Segment Start: TASK INPUTS

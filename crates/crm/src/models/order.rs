//! Order domain models.

use chrono::{DateTime, Utc};
use rust_decimal::Decimal;
use serde::{Deserialize, Serialize};

use crm_core::{CustomerId, OrderId, ProductId};

/// A persisted order.
///
/// `total_amount` is the sum of the linked products' prices at the moment the
/// order was created. It is stored, not derived on read, so later price
/// changes never alter it.
#[derive(Debug, Clone, PartialEq, Eq, Serialize, Deserialize)]
pub struct Order {
    /// Unique order ID (system-assigned).
    pub id: OrderId,
    /// Owning customer.
    pub customer_id: CustomerId,
    /// Linked products, each once, ascending by ID.
    pub product_ids: Vec<ProductId>,
    /// Price snapshot total.
    pub total_amount: Decimal,
    /// When the order was placed.
    pub order_date: DateTime<Utc>,
}

/// Raw order fields as submitted by a caller.
#[derive(Debug, Clone, PartialEq, Eq, Serialize, Deserialize)]
pub struct OrderInput {
    pub customer_id: CustomerId,
    pub product_ids: Vec<ProductId>,
    /// Defaults to the current time when omitted.
    #[serde(default)]
    pub order_date: Option<DateTime<Utc>>,
}

/// A validated order ready to be inserted.
#[derive(Debug, Clone, PartialEq, Eq)]
pub struct NewOrder {
    pub customer_id: CustomerId,
    /// Distinct product IDs, ascending.
    pub product_ids: Vec<ProductId>,
    pub total_amount: Decimal,
    pub order_date: DateTime<Utc>,
}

Segment End: TASK INPUTS

DIRECTIONS:
Return the material exactly as it stands above, but only from its first line to the line containing "order ID (system-assigned).", both ends included.

SOLUTION TO THIS EXERCISE:
filename crates/crm/src/models/order.rs
//! Order domain models.

use chrono::{DateTime, Utc};
use rust_decimal::Decimal;
use serde::{Deserialize, Serialize};

use crm_core::{CustomerId, OrderId, ProductId};

/// A persisted order.
///
/// `total_amount` is the sum of the linked products' prices at the moment the
/// order was created. It is stored, not derived on read, so later price
/// changes never alter it.
#[derive(Debug, Clone, PartialEq, Eq, Serialize, Deserialize)]
pub struct Order {
    /// Unique order ID (system-assigned).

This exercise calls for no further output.